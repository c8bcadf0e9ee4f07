//! Command-line driver: reads numeric keys, sorts them through the
//! dispatcher, optionally drops duplicates and writes them back out.

use crate::config::{NumericKind, SortConfig};
use crate::error::{SortContext, SortError, SortResult};
use crate::sequence::{sort, NumericVec};
use std::fs::File;
use std::io::{self, BufWriter, Read, Write};

/// Parses one whitespace separated token into a key
trait ParseKey: Sized {
    fn parse_key(token: &str) -> Option<Self>;
}

macro_rules! impl_parse_int {
    ($($t:ty),* $(,)?) => {$(
        impl ParseKey for $t {
            fn parse_key(token: &str) -> Option<Self> {
                let (negative, digits) = match token.strip_prefix('-') {
                    Some(rest) => (true, rest),
                    None => (false, token.strip_prefix('+').unwrap_or(token)),
                };
                let hex = digits
                    .strip_prefix("0x")
                    .or_else(|| digits.strip_prefix("0X"));
                match (negative, hex) {
                    // from_str_radix would accept a sign after the prefix
                    (_, Some(hex)) if hex.starts_with(|c: char| c == '+' || c == '-') => None,
                    (false, Some(hex)) => <$t>::from_str_radix(hex, 16).ok(),
                    (true, Some(hex)) => <$t>::from_str_radix(&format!("-{hex}"), 16).ok(),
                    (_, None) => token.parse().ok(),
                }
            }
        }
    )*};
}

impl_parse_int!(isize, i32, i64, usize, u32, u64);

/// Writes one integer key as a `0x` literal that `ParseKey` reads back
trait HexKey: Copy {
    fn write_hex<W: Write>(self, writer: &mut W) -> io::Result<()>;
}

macro_rules! impl_hex_unsigned {
    ($($t:ty),*) => {$(
        impl HexKey for $t {
            fn write_hex<W: Write>(self, writer: &mut W) -> io::Result<()> {
                writeln!(writer, "{:#x}", self)
            }
        }
    )*};
}

macro_rules! impl_hex_signed {
    ($($t:ty),*) => {$(
        impl HexKey for $t {
            fn write_hex<W: Write>(self, writer: &mut W) -> io::Result<()> {
                if self < 0 {
                    writeln!(writer, "-{:#x}", self.unsigned_abs())
                } else {
                    writeln!(writer, "{:#x}", self)
                }
            }
        }
    )*};
}

impl_hex_unsigned!(usize, u32, u64);
impl_hex_signed!(isize, i32, i64);

impl ParseKey for f32 {
    fn parse_key(token: &str) -> Option<Self> {
        token.parse().ok()
    }
}

impl ParseKey for f64 {
    fn parse_key(token: &str) -> Option<Self> {
        token.parse().ok()
    }
}

/// Keys read from all inputs, with the line each one came from
struct ParsedKeys {
    values: NumericVec,
    /// (source name, line number) per key
    origins: Vec<(usize, usize)>,
    sources: Vec<String>,
}

impl ParsedKeys {
    fn new(kind: NumericKind) -> Self {
        Self {
            values: NumericVec::empty(kind),
            origins: Vec::new(),
            sources: Vec::new(),
        }
    }
}

/// Core sort driver
pub struct CoreSort {
    config: SortConfig,
}

impl CoreSort {
    pub fn new(config: SortConfig) -> Self {
        Self { config }
    }

    /// Runs the configured operation and returns the process exit code
    pub fn sort(&self) -> SortResult<i32> {
        self.config.validate()?;

        let parsed = self.read_inputs()?;

        if self.config.debug {
            eprintln!("Key kind: {}", self.config.kind);
            eprintln!("Keys read: {}", parsed.values.len());
            eprintln!("Inputs: {}", parsed.sources.len());
        }

        if self.config.check {
            return Ok(self.check_sorted(&parsed));
        }

        let mut values = parsed.values;
        sort(values.as_sequence())?;

        if self.config.unique {
            let removed = values.dedup();
            if self.config.debug {
                eprintln!("Duplicates removed: {removed}");
            }
        }

        if self.config.reverse {
            values.reverse();
        }

        self.write_output(&values)?;
        Ok(crate::EXIT_SUCCESS)
    }

    /// Reports the first out-of-order key, GNU sort style
    fn check_sorted(&self, parsed: &ParsedKeys) -> i32 {
        match parsed.values.first_disorder() {
            None => crate::EXIT_SUCCESS,
            Some(idx) => {
                let (source, line) = parsed.origins[idx];
                eprintln!("numsort: {}:{}: disorder", parsed.sources[source], line);
                crate::EXIT_FAILURE
            }
        }
    }

    fn read_inputs(&self) -> SortResult<ParsedKeys> {
        let mut parsed = ParsedKeys::new(self.config.kind);

        if self.config.reading_from_stdin() {
            let mut text = String::new();
            io::stdin()
                .lock()
                .read_to_string(&mut text)
                .with_context(|| "reading standard input".to_string())?;
            parse_text(&text, "-", &mut parsed)?;
        } else {
            for file in &self.config.input_files {
                let text = std::fs::read_to_string(file).with_file_context(file)?;
                parse_text(&text, file, &mut parsed)?;
            }
        }

        Ok(parsed)
    }

    fn write_output(&self, values: &NumericVec) -> SortResult<()> {
        match &self.config.output_file {
            Some(path) => {
                let file = File::create(path).with_file_context(path)?;
                let mut writer = BufWriter::new(file);
                write_keys(&mut writer, values, self.config.hex)?;
                writer.flush()?;
            }
            None => {
                let stdout = io::stdout();
                let mut writer = BufWriter::new(stdout.lock());
                write_keys(&mut writer, values, self.config.hex)?;
                writer.flush()?;
            }
        }
        Ok(())
    }
}

/// Appends every token of `text` to `parsed`
fn parse_text(text: &str, source: &str, parsed: &mut ParsedKeys) -> SortResult<()> {
    let source_idx = parsed.sources.len();
    parsed.sources.push(source.to_string());
    let origins = &mut parsed.origins;

    match &mut parsed.values {
        NumericVec::F32(values) => parse_into(text, source, source_idx, values, origins),
        NumericVec::F64(values) => parse_into(text, source, source_idx, values, origins),
        NumericVec::Isize(values) => parse_into(text, source, source_idx, values, origins),
        NumericVec::I32(values) => parse_into(text, source, source_idx, values, origins),
        NumericVec::I64(values) => parse_into(text, source, source_idx, values, origins),
        NumericVec::Usize(values) => parse_into(text, source, source_idx, values, origins),
        NumericVec::U32(values) => parse_into(text, source, source_idx, values, origins),
        NumericVec::U64(values) => parse_into(text, source, source_idx, values, origins),
    }
}

fn parse_into<T: ParseKey>(
    text: &str,
    source: &str,
    source_idx: usize,
    values: &mut Vec<T>,
    origins: &mut Vec<(usize, usize)>,
) -> SortResult<()> {
    for (line_idx, line) in text.lines().enumerate() {
        for token in line.split_whitespace() {
            let value = T::parse_key(token).ok_or_else(|| {
                SortError::parse_error(&format!(
                    "{}:{}: invalid {} value '{}'",
                    source,
                    line_idx + 1,
                    std::any::type_name::<T>(),
                    token
                ))
            })?;
            values.push(value);
            origins.push((source_idx, line_idx + 1));
        }
    }
    Ok(())
}

fn write_keys<W: Write>(writer: &mut W, values: &NumericVec, hex: bool) -> io::Result<()> {
    match values {
        NumericVec::F32(x) => write_plain(writer, x),
        NumericVec::F64(x) => write_plain(writer, x),
        NumericVec::Isize(x) => write_int(writer, x, hex),
        NumericVec::I32(x) => write_int(writer, x, hex),
        NumericVec::I64(x) => write_int(writer, x, hex),
        NumericVec::Usize(x) => write_int(writer, x, hex),
        NumericVec::U32(x) => write_int(writer, x, hex),
        NumericVec::U64(x) => write_int(writer, x, hex),
    }
}

fn write_plain<W: Write, T: std::fmt::Display>(writer: &mut W, values: &[T]) -> io::Result<()> {
    for value in values {
        writeln!(writer, "{value}")?;
    }
    Ok(())
}

fn write_int<W: Write, T: std::fmt::Display + HexKey>(
    writer: &mut W,
    values: &[T],
    hex: bool,
) -> io::Result<()> {
    if !hex {
        return write_plain(writer, values);
    }
    for &value in values {
        value.write_hex(writer)?;
    }
    Ok(())
}

#[cfg(test)]
mod tests {
    use super::*;

    fn parse_keys(text: &str, kind: NumericKind) -> SortResult<NumericVec> {
        let mut parsed = ParsedKeys::new(kind);
        parse_text(text, "-", &mut parsed)?;
        Ok(parsed.values)
    }

    #[test]
    fn test_parse_keys_with_hex_and_signs() {
        let values = parse_keys("0x10 -5\n+7 0XfF", NumericKind::I64).expect("parse failed");
        assert_eq!(values, NumericVec::I64(vec![16, -5, 7, 255]));

        let values = parse_keys("-0x10", NumericKind::I32).expect("parse failed");
        assert_eq!(values, NumericVec::I32(vec![-16]));
    }

    #[test]
    fn test_parse_keys_rejects_garbage() {
        let err = parse_keys("1 2\nthree", NumericKind::U32).unwrap_err();
        match err {
            SortError::ParseError { message } => {
                assert!(message.starts_with("-:2:"), "{message}");
                assert!(message.contains("three"), "{message}");
            }
            other => panic!("unexpected error: {other:?}"),
        }
        assert!(parse_keys("-1", NumericKind::U64).is_err());
    }

    #[test]
    fn test_parse_rejects_sign_after_hex_prefix() {
        assert!(parse_keys("0x-5", NumericKind::I32).is_err());
        assert!(parse_keys("0x+5", NumericKind::I64).is_err());
        assert!(parse_keys("-0x-5", NumericKind::I32).is_err());
        assert!(parse_keys("0X+ff", NumericKind::U32).is_err());
    }

    #[test]
    fn test_negative_hex_output_parses_back() {
        let keys = NumericVec::I32(vec![i32::MIN, -5, 0, 26, i32::MAX]);
        let mut out = Vec::new();
        write_keys(&mut out, &keys, true).expect("write failed");
        let text = String::from_utf8(out).expect("utf8");
        assert_eq!(text, "-0x80000000\n-0x5\n0x0\n0x1a\n0x7fffffff\n");
        assert_eq!(parse_keys(&text, NumericKind::I32).expect("parse failed"), keys);

        let mut out = Vec::new();
        write_keys(&mut out, &NumericVec::I64(vec![i64::MIN, -1]), true).expect("write failed");
        let text = String::from_utf8(out).expect("utf8");
        assert_eq!(
            parse_keys(&text, NumericKind::I64).expect("parse failed"),
            NumericVec::I64(vec![i64::MIN, -1])
        );
    }

    #[test]
    fn test_hex_check_accepts_own_output() -> SortResult<()> {
        let mut input = tempfile::NamedTempFile::new()?;
        writeln!(input, "3 -0x10 -5 0x2")?;
        let output = tempfile::NamedTempFile::new()?;

        let config = SortConfig::new()
            .with_kind(NumericKind::I32)
            .with_hex(true)
            .with_input_files(vec![input.path().display().to_string()])
            .with_output_file(Some(output.path().display().to_string()));
        assert_eq!(CoreSort::new(config).sort()?, crate::EXIT_SUCCESS);
        let written = std::fs::read_to_string(output.path())?;
        assert_eq!(written, "-0x10\n-0x5\n0x2\n0x3\n");

        let config = SortConfig::new()
            .with_kind(NumericKind::I32)
            .with_check(true)
            .with_input_files(vec![output.path().display().to_string()]);
        assert_eq!(CoreSort::new(config).sort()?, crate::EXIT_SUCCESS);
        Ok(())
    }

    #[test]
    fn test_parse_float_specials() {
        let values = parse_keys("NaN -inf 1.5 -0", NumericKind::F64).expect("parse failed");
        match values {
            NumericVec::F64(x) => {
                assert!(x[0].is_nan());
                assert_eq!(x[1], f64::NEG_INFINITY);
                assert_eq!(x[2], 1.5);
                assert!(x[3].is_sign_negative());
            }
            other => panic!("unexpected kind: {other:?}"),
        }
    }

    #[test]
    fn test_write_keys_hex() {
        let mut out = Vec::new();
        write_keys(&mut out, &NumericVec::U64(vec![16, 255]), true).expect("write failed");
        assert_eq!(String::from_utf8(out).expect("utf8"), "0x10\n0xff\n");

        let mut out = Vec::new();
        write_keys(&mut out, &NumericVec::F32(vec![-2.5, 1.0]), false).expect("write failed");
        assert_eq!(String::from_utf8(out).expect("utf8"), "-2.5\n1\n");
    }

    #[test]
    fn test_sort_file_unique_to_output() -> SortResult<()> {
        let mut input = tempfile::NamedTempFile::new()?;
        writeln!(input, "0x30 0x10\n0x20 0x10\n0x30")?;
        let output = tempfile::NamedTempFile::new()?;

        let config = SortConfig::new()
            .with_unique(true)
            .with_hex(true)
            .with_input_files(vec![input.path().display().to_string()])
            .with_output_file(Some(output.path().display().to_string()));

        let code = CoreSort::new(config).sort()?;
        assert_eq!(code, crate::EXIT_SUCCESS);
        let written = std::fs::read_to_string(output.path())?;
        assert_eq!(written, "0x10\n0x20\n0x30\n");
        Ok(())
    }

    #[test]
    fn test_check_reports_disorder() -> SortResult<()> {
        let mut sorted = tempfile::NamedTempFile::new()?;
        writeln!(sorted, "-3\n-1\n4")?;
        let mut unsorted = tempfile::NamedTempFile::new()?;
        writeln!(unsorted, "1\n5\n2")?;

        let config = SortConfig::new()
            .with_kind(NumericKind::I32)
            .with_check(true)
            .with_input_files(vec![sorted.path().display().to_string()]);
        assert_eq!(CoreSort::new(config).sort()?, crate::EXIT_SUCCESS);

        let config = SortConfig::new()
            .with_kind(NumericKind::I32)
            .with_check(true)
            .with_input_files(vec![unsorted.path().display().to_string()]);
        assert_eq!(CoreSort::new(config).sort()?, crate::EXIT_FAILURE);
        Ok(())
    }

    #[test]
    fn test_missing_file() {
        let config = SortConfig::new().with_input_files(vec!["/no/such/numsort/input".to_string()]);
        let err = CoreSort::new(config).sort().unwrap_err();
        assert!(matches!(err, SortError::FileNotFound { .. }));
    }
}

________________________________________

*WHAT IS NEEDED*: Locate the string "None" in the listing above and copy every line where it occurs.

*SOLUTION TO THE EXERCISE*:
                    None => (false, token.strip_prefix('+').unwrap_or(token)),
                    (_, Some(hex)) if hex.starts_with(|c: char| c == '+' || c == '-') => None,
                    (_, None) => token.parse().ok(),
            None => crate::EXIT_SUCCESS,
            None => {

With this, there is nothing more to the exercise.